Guerre en Iran : quel est le rôle d'Israël ?

Les Etats-Unis mènent la guerre en Iran de concert avec Israël. L'armée de l'air israélienne s'est récemment targuée de l'assassinat d'Ali Larijani, le chef Conseil suprême de sécurité nationale. L'Etat hébreu, lui-même la cible de missiles iraniens, effectue aussi des frappes dans le sud du Liban, région depuis laquelle la milice chiite du Hezbollah attaque Israël. Les médias se penchent sur le rôle et l'action d'Israël sur les deux théâtres de guerre.

Ouvrir/fermer tous les articles
Polityka (PL) /

Une volonté d'annihiler la structure du pouvoir

Polityka s'interroge sur les motifs d'Israël :

«L'Etat hébreu agit comme s'il voulait profiter d'une occasion unique.

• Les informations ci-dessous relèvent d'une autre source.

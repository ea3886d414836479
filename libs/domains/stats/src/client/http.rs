use async_trait::async_trait;
use chrono::{DateTime, Utc};
use std::collections::HashMap;
use tracing::instrument;

use super::{StatsClientConfig, ViewStatsClient, sum_by_uri};
use crate::error::{StatsError, StatsResult};
use crate::models::{EndpointHit, ViewStats};

/// Talks to a remote stats server over HTTP
#[derive(Clone)]
pub struct HttpStatsClient {
    client: reqwest::Client,
    base_url: String,
    app_name: String,
}

impl HttpStatsClient {
    /// Every request is bounded by `config.timeout`
    pub fn new(config: StatsClientConfig) -> StatsResult<Self> {
        let client = reqwest::Client::builder().timeout(config.timeout).build()?;

        Ok(Self {
            client,
            base_url: config.base_url.trim_end_matches('/').to_string(),
            app_name: config.app_name,
        })
    }

    async fn check(response: reqwest::Response) -> StatsResult<reqwest::Response> {
        if response.status().is_success() {
            return Ok(response);
        }

        let status = response.status();
        let body = response.text().await.unwrap_or_default();
        Err(StatsError::Remote(format!(
            "stats server answered {}: {}",
            status, body
        )))
    }
}

#[async_trait]
impl ViewStatsClient for HttpStatsClient {
    #[instrument(skip(self, timestamp))]
    async fn record_view(&self, uri: &str, ip: &str, timestamp: DateTime<Utc>) -> StatsResult<()> {
        let hit = EndpointHit::new(self.app_name.as_str(), uri, ip, timestamp);

        let response = self
            .client
            .post(format!("{}/hit", self.base_url))
            .json(&hit)
            .send()
            .await?;
        Self::check(response).await?;

        Ok(())
    }

    #[instrument(skip(self, uris), fields(uri_count = uris.len()))]
    async fn aggregate_views(
        &self,
        uris: &[String],
        start: DateTime<Utc>,
        end: DateTime<Utc>,
        unique: bool,
    ) -> StatsResult<HashMap<String, i64>> {
        if uris.is_empty() {
            return Ok(HashMap::new());
        }

        let mut params: Vec<(&str, String)> = vec![
            ("start", axum_helpers::datetime::to_string(&start)),
            ("end", axum_helpers::datetime::to_string(&end)),
            ("unique", unique.to_string()),
        ];
        params.extend(uris.iter().map(|uri| ("uris", uri.clone())));

        let response = self
            .client
            .get(format!("{}/stats", self.base_url))
            .query(&params)
            .send()
            .await?;
        let stats: Vec<ViewStats> = Self::check(response).await?.json().await?;

        Ok(sum_by_uri(stats))
    }
}
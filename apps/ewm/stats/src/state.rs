#[derive(Clone)]
pub struct AppState {
    pub config: crate::config::Config,
    pub db: database::postgres::DatabaseConnection,
}
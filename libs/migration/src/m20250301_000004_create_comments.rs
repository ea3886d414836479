use sea_orm_migration::{prelude::*, schema::*};

use crate::m20250301_000000_create_users_and_categories::Users;
use crate::m20250301_000001_create_events::Events;

#[derive(DeriveMigrationName)]
pub struct Migration;

#[async_trait::async_trait]
impl MigrationTrait for Migration {
    async fn up(&self, manager: &SchemaManager) -> Result<(), DbErr> {
        manager
            .create_table(
                Table::create()
                    .table(Comments::Table)
                    .if_not_exists()
                    .col(
                        ColumnDef::new(Comments::Id)
                            .big_integer()
                            .not_null()
                            .auto_increment()
                            .primary_key(),
                    )
                    .col(string_len(Comments::Text, 2000))
                    .col(big_integer(Comments::AuthorId))
                    .col(big_integer(Comments::EventId))
                    .col(string_len(Comments::Status, 20).default("PENDING"))
                    .col(
                        timestamp_with_time_zone(Comments::CreatedOn)
                            .default(Expr::current_timestamp()),
                    )
                    .col(timestamp_with_time_zone_null(Comments::UpdatedOn))
                    .foreign_key(
                        ForeignKey::create()
                            .name("fk_comments_author_id")
                            .from(Comments::Table, Comments::AuthorId)
                            .to(Users::Table, Users::Id)
                            .on_delete(ForeignKeyAction::Cascade),
                    )
                    .foreign_key(
                        ForeignKey::create()
                            .name("fk_comments_event_id")
                            .from(Comments::Table, Comments::EventId)
                            .to(Events::Table, Events::Id)
                            .on_delete(ForeignKeyAction::Cascade),
                    )
                    .to_owned(),
            )
            .await?;

        manager
            .create_index(
                Index::create()
                    .name("idx_comments_event_status")
                    .table(Comments::Table)
                    .col(Comments::EventId)
                    .col(Comments::Status)
                    .to_owned(),
            )
            .await?;

        Ok(())
    }

    async fn down(&self, manager: &SchemaManager) -> Result<(), DbErr> {
        manager
            .drop_table(Table::drop().table(Comments::Table).to_owned())
            .await
    }
}

#[derive(DeriveIden)]
enum Comments {
    Table,
    Id,
    Text,
    AuthorId,
    EventId,
    Status,
    CreatedOn,
    UpdatedOn,
}
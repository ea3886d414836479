use async_trait::async_trait;
use sea_orm::sea_query::Expr;
use sea_orm::{
    ActiveModelTrait, ColumnTrait, DatabaseConnection, EntityTrait, IntoActiveModel, PaginatorTrait,
    QueryFilter, QueryOrder, QuerySelect, Set,
};

use crate::{
    entity,
    error::{CategoryError, CategoryResult},
    models::{Category, NewCategory},
    repository::CategoryRepository,
};

#[derive(Clone)]
pub struct PgCategoryRepository {
    db: DatabaseConnection,
}

impl PgCategoryRepository {
    pub fn new(db: DatabaseConnection) -> Self {
        Self { db }
    }
}

fn map_write_error(err: sea_orm::DbErr, name: &str) -> CategoryError {
    let msg = err.to_string();
    if msg.contains("duplicate key") || msg.contains("unique constraint") {
        CategoryError::DuplicateName(name.to_string())
    } else {
        CategoryError::Internal(format!("Database error: {}", msg))
    }
}

#[async_trait]
impl CategoryRepository for PgCategoryRepository {
    async fn create(&self, input: NewCategory) -> CategoryResult<Category> {
        let name = input.name.clone();
        let active_model: entity::ActiveModel = input.into();

        let model = active_model
            .insert(&self.db)
            .await
            .map_err(|e| map_write_error(e, &name))?;

        tracing::info!(category_id = model.id, "Created category");
        Ok(model.into())
    }

    async fn get_by_id(&self, id: i64) -> CategoryResult<Option<Category>> {
        let model = entity::Entity::find_by_id(id).one(&self.db).await?;
        Ok(model.map(Into::into))
    }

    async fn find_by_ids(&self, ids: &[i64]) -> CategoryResult<Vec<Category>> {
        if ids.is_empty() {
            return Ok(Vec::new());
        }

        let models = entity::Entity::find()
            .filter(entity::Column::Id.is_in(ids.iter().copied()))
            .order_by_asc(entity::Column::Id)
            .all(&self.db)
            .await?;

        Ok(models.into_iter().map(Into::into).collect())
    }

    async fn list(&self, offset: u64, limit: u64) -> CategoryResult<Vec<Category>> {
        let models = entity::Entity::find()
            .order_by_asc(entity::Column::Id)
            .offset(offset)
            .limit(limit)
            .all(&self.db)
            .await?;

        Ok(models.into_iter().map(Into::into).collect())
    }

    async fn rename(&self, id: i64, name: String) -> CategoryResult<Category> {
        let model = entity::Entity::find_by_id(id)
            .one(&self.db)
            .await?
            .ok_or(CategoryError::NotFound(id))?;

        let mut active_model = model.into_active_model();
        active_model.name = Set(name.clone());

        let updated = active_model
            .update(&self.db)
            .await
            .map_err(|e| map_write_error(e, &name))?;

        tracing::info!(category_id = id, "Renamed category");
        Ok(updated.into())
    }

    async fn delete(&self, id: i64) -> CategoryResult<bool> {
        let result = entity::Entity::delete_by_id(id).exec(&self.db).await?;
        Ok(result.rows_affected > 0)
    }

    async fn exists_by_name(&self, name: &str, exclude: Option<i64>) -> CategoryResult<bool> {
        let mut query = entity::Entity::find()
            .filter(Expr::cust_with_values("LOWER(name) = ?", [name.to_lowercase()]));

        if let Some(id) = exclude {
            query = query.filter(entity::Column::Id.ne(id));
        }

        Ok(query.count(&self.db).await? > 0)
    }
}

Il attaque toutes les cibles ayant un lien quelconque avec le régime iranien, mais aussi celles dont la destruction pourrait déclencher des troubles sociaux. Israël semble vouloir anéantir la structure du pouvoir, au risque d'engendrer le chaos, la guerre civile, voire l'effondrement de l'Iran. L'Etat hébreu poursuit une stratégie similaire vis-à-vis des Palestiniens et, actuellement, à l'égard du Liban.»

Olexiy Kopytko (UA) /

Nétanyahou mène la danse

Sur Facebook, le politologue Olexiy Kopytko juge qu'Israël est gagnant :

«L'Etat hébreu a su s'assurer l'appui d'un allié puissant et détruit systématiquement le potentiel militaire de l'Iran. Dès qu'il aura mis de l'ordre à ses frontières, il pourra encaisser les dividendes de la phase actuelle. Les dommages collatéraux, sous la forme d'attaques contre des institutions juives dans des pays comme les Pays-Bas et la Belgique, font le jeu de Nétanyahou. Cela signifie qu'Israël a d'ors et déjà gagné. Chaque jour, le pays marque des points. Le terme 'guerre d'Israël contre l'Iran' correspond clairement à ce qui se déroule actuellement.»

NRC (NL) /

Mieux vaut privilégier une solution politique

Les attaques d'Israël au Liban ne sont pas la bonne stratégie, juge NRC :

«Après des décennies de conflits, il devrait être clair désormais que la démonstration de force militaire ne détruit pas le Hezbollah. Les dirigeants assassinés sont remplacés, les stocks d'armes déplacés, les combattants se tapissent jusqu'à ce que débute le nouveau cycle d'affrontements. Israël a le droit de protéger sa population en cas d'attaque, mais seule une solution politique, dans laquelle toutes les parties s'attacheront à respecter les droits des Libanais, pourra véritablement vaincre le Hezbollah. Aujourd'hui, la population civile libanaise souffre de manière disproportionnée des frappes israéliennes.»

Der Tagesspiegel (DE) /

Incompatible avec la vie démocratique

Le quotidien Tagesspiegel estime lui aussi que l'action d'Israël est une erreur :

«Car se contenter de bombarder le Hezbollah ne permettra pas de le vaincre. Les bombes ne font que dévaster le pays, chasser ou tuer des femmes, des enfants et des hommes qui n'ont rien à voir avec ce conflit. Cela attise une colère qui ne peut déboucher sur aucune stabilité, et encore moins augurer une période qui serait un tant soit peu pacifique. Sans offensive terrestre d'ampleur, il sera impossible d'éliminer la menace que représente la milice. … Cela veut dire qu'Israël restera, pour une durée indéterminée, un pays en guerre. Un état de guerre permanent qui met à rude épreuve les capacités des forces armées et de l'économie, mais aussi celles de la société. Aucune communauté démocratique ne saurait supporter de vivre constamment les armes à la main.»

Kathimerini (GR) /

Une longue amitié mise à mal

Kathimerini évoque l'avenir des relations américano-israéliennes :

«Les coûts de l'opération commençant à peser sur les électeurs américains, la critique se cristallisera autour d'une question simple : 'Pourquoi, et pour qui, est-on entré en guerre ?' … Le degré avec lequel Trump – et par extension les Etats-Unis – s'est aligné sur les développements en Iran et sur Nétanyahou aura probablement des conséquences politiques considérables. A court terme, ceux-ci pourraient se faire ressentir aux élections de mi-mandat, en novembre. De manière plus générale, elles pourraient remettre en cause la viabilité de la doctrine du soutien inconditionnel des Etats-Unis à Israël, en place depuis longtemps.»